Effect of evodiagenine mediates photocytotoxicity on human breast cancer cells MDA-MB-231 through inhibition of PI3K/AKT/mTOR and activation of p38 pathways.

Abstract Photodynamic therapy (PDT), which is a form of phototherapy, uses nontoxic light-sensitive compounds which upon exposure to selective wavelength of light become toxic to the target cells. These compounds are used clinically to treat a wide range of malignant cancers, and are recognized as a treatment strategy which is both minimally invasive and less toxic, compared with other treatments available. Photodynamic therapy (PDT) might be a useful method in the management of malignant cancers. In this study, the photo-cytotoxicity of evodiagenine (EVO) mediated PDT on highly invasive and metastatic human breast cancer cells (MDA-MB-231) is examined. After incubating cancer cells with EVO, the cells are irradiated under ultraviolet-light for 120 min.

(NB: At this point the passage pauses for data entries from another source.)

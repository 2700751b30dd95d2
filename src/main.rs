use anyhow::{Context, Result};
use clap::{Parser, ValueEnum};
use env_logger::Env;
use log::{debug, error, info};
use std::io::{self, Write};
use std::path::PathBuf;
use std::process::ExitCode;
use std::time::Duration;

use layerscope::config::{DEFAULT_DOCKER_BINARY, DEFAULT_ROOT};
use layerscope::{report, DriverKind, InspectMode, Notifier, ScanConfig, Scanner};

/// Report produced, nothing skipped
const EXIT_OK: u8 = 0;
/// Report produced, some containers skipped
const EXIT_PARTIAL: u8 = 1;
/// Nothing could be reported
const EXIT_FATAL: u8 = 2;

#[derive(Debug, Copy, Clone, PartialEq, Eq, PartialOrd, Ord, ValueEnum)]
enum Format {
    Text,
    Json,
}

#[derive(Parser)]
#[command(author, version, about, long_about = None)]
struct Cli {
    #[arg(
        short,
        long,
        default_value = "aufs",
        value_parser = parse_driver,
        help = "Storage driver used by the Docker daemon (aufs, overlay2, devicemapper)"
    )]
    driver: DriverKind,

    #[arg(
        short,
        long,
        default_value = DEFAULT_ROOT,
        help = "Docker storage root"
    )]
    root: PathBuf,

    #[arg(
        short,
        long,
        value_enum,
        default_value = "text",
        help = "Output format"
    )]
    format: Format,

    #[arg(long, help = "Do not call docker inspect; name containers by their id")]
    no_inspect: bool,

    #[arg(
        long,
        default_value = DEFAULT_DOCKER_BINARY,
        help = "Docker CLI used to inspect containers"
    )]
    docker_bin: String,

    #[arg(
        long,
        default_value_t = 10,
        help = "Seconds to wait for docker inspect per container"
    )]
    inspect_timeout: u64,

    #[arg(
        long,
        default_value_t = 60,
        help = "Seconds allowed for measuring one diff folder (0 disables the limit)"
    )]
    size_timeout: u64,

    #[arg(
        long,
        default_value_t = layerscope::chain::DEFAULT_MAX_DEPTH,
        help = "Maximum number of layers in one parent chain"
    )]
    max_depth: usize,

    #[arg(
        short,
        long,
        action = clap::ArgAction::Count,
        help = "Verbose mode (-v for info, -vv for debug, -vvv for trace). Also disables the progress bar"
    )]
    verbose: u8,
}

fn parse_driver(name: &str) -> Result<DriverKind, layerscope::ScanError> {
    name.parse()
}

impl Cli {
    fn scan_config(&self) -> ScanConfig {
        ScanConfig {
            root: self.root.clone(),
            driver: self.driver,
            inspect: if self.no_inspect {
                InspectMode::Offline
            } else {
                InspectMode::Docker {
                    binary: self.docker_bin.clone(),
                }
            },
            inspect_timeout: Duration::from_secs(self.inspect_timeout),
            size_timeout: (self.size_timeout > 0).then(|| Duration::from_secs(self.size_timeout)),
            max_chain_depth: self.max_depth,
        }
    }
}

fn run(cli: &Cli, notifier: Notifier) -> Result<bool> {
    let config = cli.scan_config();
    debug!("Configuration: {:?}", config);

    let scan = Scanner::from_config(config, notifier)
        .scan()
        .with_context(|| format!("Failed to scan {}", cli.root.display()))?;

    let stdout = io::stdout();
    let mut out = stdout.lock();
    match cli.format {
        Format::Text => report::render_text(&scan, &mut out).context("Failed to write report")?,
        Format::Json => {
            report::render_json(&scan, &mut out).context("Failed to write report")?;
            writeln!(out)?;
        }
    }

    info!(
        "Reported {} containers, skipped {}, {} orphaned diffs",
        scan.containers.len(),
        scan.skipped.len(),
        scan.orphans.len()
    );
    Ok(scan.is_complete())
}

fn main() -> ExitCode {
    let cli = Cli::parse();

    let notifier = Notifier::new(cli.verbose, cli.format == Format::Text);
    env_logger::Builder::from_env(Env::default())
        .filter_level(notifier.log_level())
        .init();

    match run(&cli, notifier) {
        Ok(true) => ExitCode::from(EXIT_OK),
        Ok(false) => ExitCode::from(EXIT_PARTIAL),
        Err(e) => {
            error!("{:#}", e);
            ExitCode::from(EXIT_FATAL)
        }
    }
}
//! Apparent size of a directory tree, as `du -sb` would report it.

use crate::error::{Result, ScanError};
use log::trace;
use std::collections::HashSet;
use std::io;
use std::path::Path;
use std::time::{Duration, Instant};
use walkdir::WalkDir;

/// Sums the sizes of every entry under a directory.
///
/// Symlinks are counted as links and never followed. A file with several hard
/// links inside the tree is counted once. The walk gives up with
/// [`ScanError::Timeout`] once `timeout` has elapsed.
#[derive(Debug, Clone)]
pub struct FolderSizer {
    timeout: Option<Duration>,
}

impl FolderSizer {
    pub fn new(timeout: Option<Duration>) -> Self {
        Self { timeout }
    }

    pub fn folder_size(&self, path: &Path) -> Result<u64> {
        let deadline = self.timeout.map(|t| (Instant::now() + t, t));
        let mut seen_inodes = HashSet::new();
        let mut total = 0u64;

        for entry in WalkDir::new(path).follow_links(false) {
            if let Some((deadline, after)) = deadline {
                if Instant::now() >= deadline {
                    return Err(ScanError::Timeout {
                        what: format!("measuring {}", path.display()),
                        after,
                    });
                }
            }

            let entry = entry.map_err(|e| walk_error(path, e))?;
            let metadata = entry.metadata().map_err(|e| walk_error(path, e))?;

            if is_repeated_hard_link(&metadata, &mut seen_inodes) {
                continue;
            }
            total += metadata.len();
        }

        trace!("{} occupies {} bytes", path.display(), total);
        Ok(total)
    }
}

/// Keeps the path on [`ScanError::Io`] only, so it is not printed twice
fn walk_error(root: &Path, e: walkdir::Error) -> ScanError {
    let at = e.path().unwrap_or(root).to_path_buf();
    let source = e
        .into_io_error()
        .unwrap_or_else(|| io::Error::other("filesystem loop"));
    ScanError::io(at, source)
}

impl Default for FolderSizer {
    fn default() -> Self {
        Self::new(None)
    }
}

#[cfg(unix)]
fn is_repeated_hard_link(metadata: &std::fs::Metadata, seen: &mut HashSet<(u64, u64)>) -> bool {
    use std::os::unix::fs::MetadataExt;

    if metadata.is_dir() || metadata.nlink() < 2 {
        return false;
    }
    !seen.insert((metadata.dev(), metadata.ino()))
}

#[cfg(not(unix))]
fn is_repeated_hard_link(_metadata: &std::fs::Metadata, _seen: &mut HashSet<(u64, u64)>) -> bool {
    false
}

EVO-PDT strongly inhibits the survival of breast cancer cells, increases the ROS production and enhanced LDH release. Western blot analysis was applied to quantify extent of phosphorylation of apoptosis-related proteins (PI3K/AKT/mTOR/p38). Our results indicate that the photocytotoxic effect of EVO may be through the inhibition of PI3K/AKT/mTOR phosphorylation and increasing p38 phosphorylation. It can be concluded that EVO may be a potential anticancer photo-sensitive agent for cancer treatment.